1.15 Lunch at Aldwych Cafe, Starbucks, Pret a Manger etc
2.30 "Radically Constructing Ethics" Dr Ben Sweeting, Principal Lecturer, University of Brighton and researcher in cybernetics and systems thinking amongst designers.
3.15 "Making Systems Ethical: The Ethical Regulator Theorem" Mick Ashby, Archivist of the W. Ross Ashby Digital Archive, an AI language developer and researcher in the cybernetics of ethics.
4.00 Break
4.15 "Producing Desirable Social Systems" Prof. Raul Espejo, President of the World Organisation of Systems and Cybernetics, an academician of the International Academy for Systems and Cybernetic Sciences, and Past Professor of Systems and Cybernetics at the University of Lincoln.

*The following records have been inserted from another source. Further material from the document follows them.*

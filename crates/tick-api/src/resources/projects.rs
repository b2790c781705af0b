use serde_json::Value;
use tick_core::Project;

use crate::{ApiError, ResourceClient, Transport};

use super::decode;

#[derive(Debug)]
pub struct Projects<'a, T> {
    client: &'a ResourceClient<T>,
}

impl<'a, T: Transport> Projects<'a, T> {
    pub const fn new(client: &'a ResourceClient<T>) -> Self {
        Self { client }
    }

    /// `GET projects.json`, in server order.
    pub async fn list(&self) -> Result<Vec<Project>, ApiError> {
        decode(&self.client.list("projects.json").await?)
    }

    /// `GET projects/{id}.json`
    pub async fn get(&self, id: u64) -> Result<Value, ApiError> {
        self.client.get(&format!("projects/{id}.json")).await
    }
}
//! Tick time tracking CLI library.
//!
//! This crate provides the `ticker` command-line interface.

mod app;
pub mod branch;
mod cli;
pub mod commands;
mod config;
mod error;
pub mod prompt;

pub use app::{Context, execute};
pub use cli::{Category, Cli, Commands, CreateArgs, ListArgs, StartArgs};
pub use config::Config;
pub use error::UsageError;
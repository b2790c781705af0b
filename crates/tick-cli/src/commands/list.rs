//! `list` command: projects, tasks, or time logged.

use std::io::Write;

use anyhow::{Context as _, Result};
use chrono::NaiveDate;
use serde_json::Value;
use tick_api::Transport;
use tick_core::{Project, Task, TodaySummary};

use crate::{Category, Context, ListArgs, UsageError};

const SEPARATOR: &str = "---------------------------------------------";

pub async fn run<T: Transport, W: Write>(
    writer: &mut W,
    args: &ListArgs,
    context: Context<T>,
    today: NaiveDate,
) -> Result<()> {
    match args.category {
        Category::Project => {
            let session = context.connect().await?;
            let projects = session
                .list_projects()
                .await
                .context("failed to list projects")?;
            write_projects(writer, &projects)?;
        }
        Category::Task => {
            let session = context.connect().await?;
            let tasks = session
                .list_tasks(args.project)
                .await
                .context("failed to list tasks")?;
            write_tasks(writer, &tasks)?;
        }
        Category::Time => {
            if let Some(start_date) = args.start_date {
                let project_id = args.project.ok_or(UsageError::MissingProject)?;
                let end_date = args.end_date.unwrap_or(today);
                let session = context.connect().await?;
                let entries = session
                    .list_entries(project_id, start_date, end_date)
                    .await
                    .context("failed to list entries")?;
                write_entries(writer, &entries)?;
            } else {
                let session = context.connect().await?;
                let summary = session
                    .list_entries_today(args.project, today)
                    .await
                    .context("failed to list today's entries")?;
                write_today(writer, &summary)?;
            }
        }
    }
    Ok(())
}

pub fn write_projects<W: Write>(writer: &mut W, projects: &[Project]) -> Result<()> {
    for project in projects {
        writeln!(writer, "Project Name: {}", project.name)?;
        writeln!(writer, "          Id: {}", project.id)?;
    }
    Ok(())
}

pub fn write_tasks<W: Write>(writer: &mut W, tasks: &[Task]) -> Result<()> {
    for task in tasks {
        writeln!(writer, "Task Name: {}", task.name)?;
        writeln!(writer, "       Id: {}", task.id)?;
    }
    Ok(())
}

/// Raw entry objects as pretty JSON.
pub fn write_entries<W: Write>(writer: &mut W, entries: &[Value]) -> Result<()> {
    writeln!(writer, "{}", serde_json::to_string_pretty(entries)?)?;
    Ok(())
}

pub fn write_today<W: Write>(writer: &mut W, summary: &TodaySummary) -> Result<()> {
    writeln!(writer, "{SEPARATOR}")?;
    for entry in &summary.entries {
        writeln!(writer, "Hours: {}", entry.hours)?;
        writeln!(writer, "       {}", entry.notes.as_deref().unwrap_or_default())?;
        writeln!(writer, "{SEPARATOR}")?;
    }
    writeln!(writer, "Hours Remaining: {}", summary.hours_remaining())?;
    Ok(())
}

5.00 "Be Careful What You Wish For: The Internet of Unintended Consequences" Wendy M. Grossman, Technology Journalist and author or editor of several books including Net.wars.
5.45 Break
6.00 "Cybernetics and the Control of Complex Human Systems"
Jeffrey Johnson, Professor of Complexity Science and Design, Open University, and Vice-president of the UNESCO UniTwin Complex Systems Digital Campus.

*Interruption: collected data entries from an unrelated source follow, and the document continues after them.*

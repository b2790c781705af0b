//! Git branch lookup used to default the note of `start`.

use std::path::Path;

/// Name of the branch checked out in the repository at `dir`.
///
/// Returns `None` when `dir` is not a repository root, HEAD is detached, or
/// the lookup fails for any other reason.
pub fn current_branch(dir: &Path) -> Option<String> {
    let repo = match gix::open(dir) {
        Ok(repo) => repo,
        Err(err) => {
            tracing::debug!(dir = %dir.display(), %err, "no git repository");
            return None;
        }
    };

    match repo.head_name() {
        Ok(Some(name)) => {
            let branch = name.shorten().to_string();
            tracing::debug!(%branch, "found checked out branch");
            Some(branch)
        }
        Ok(None) => {
            tracing::debug!("HEAD is detached");
            None
        }
        Err(err) => {
            tracing::debug!(%err, "failed to read HEAD");
            None
        }
    }
}

#[cfg(test)]
mod tests {
    use super::*;

    #[test]
    fn plain_directory_has_no_branch() {
        let temp = tempfile::tempdir().unwrap();
        assert_eq!(current_branch(temp.path()), None);
    }

    #[test]
    fn fresh_repository_reports_its_branch() {
        let temp = tempfile::tempdir().unwrap();
        gix::init(temp.path()).unwrap();

        let branch = current_branch(temp.path()).unwrap();
        assert!(!branch.is_empty());
        assert!(!branch.starts_with("refs/"));
    }

    #[test]
    fn branch_from_head_file() {
        let temp = tempfile::tempdir().unwrap();
        gix::init(temp.path()).unwrap();
        std::fs::write(
            temp.path().join(".git").join("HEAD"),
            "ref: refs/heads/feature/login\n",
        )
        .unwrap();

        assert_eq!(
            current_branch(temp.path()).as_deref(),
            Some("feature/login")
        );
    }
}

6.45 Panel question and answer session for any speaker.
Finish at 7.15 to be followed by dinner at 7.30pm at Salieri's Restaurant, Strand.
Cybernetics Society members, staff, students and alumni of King's College are admitted free of charge. Non-members may apply to join at the conference. The membership fee for the three months to the end of the year is £5. The student membership fee for the three months is £2.50. Application forms will be made available on the day. If you are considering attending please email so that we can estimate numbers. If you are contemplating joining us for dinner, please let us know for restaurant booking.
Further information on the Society and an application form is available on our website here.
Please put the date in your diary now.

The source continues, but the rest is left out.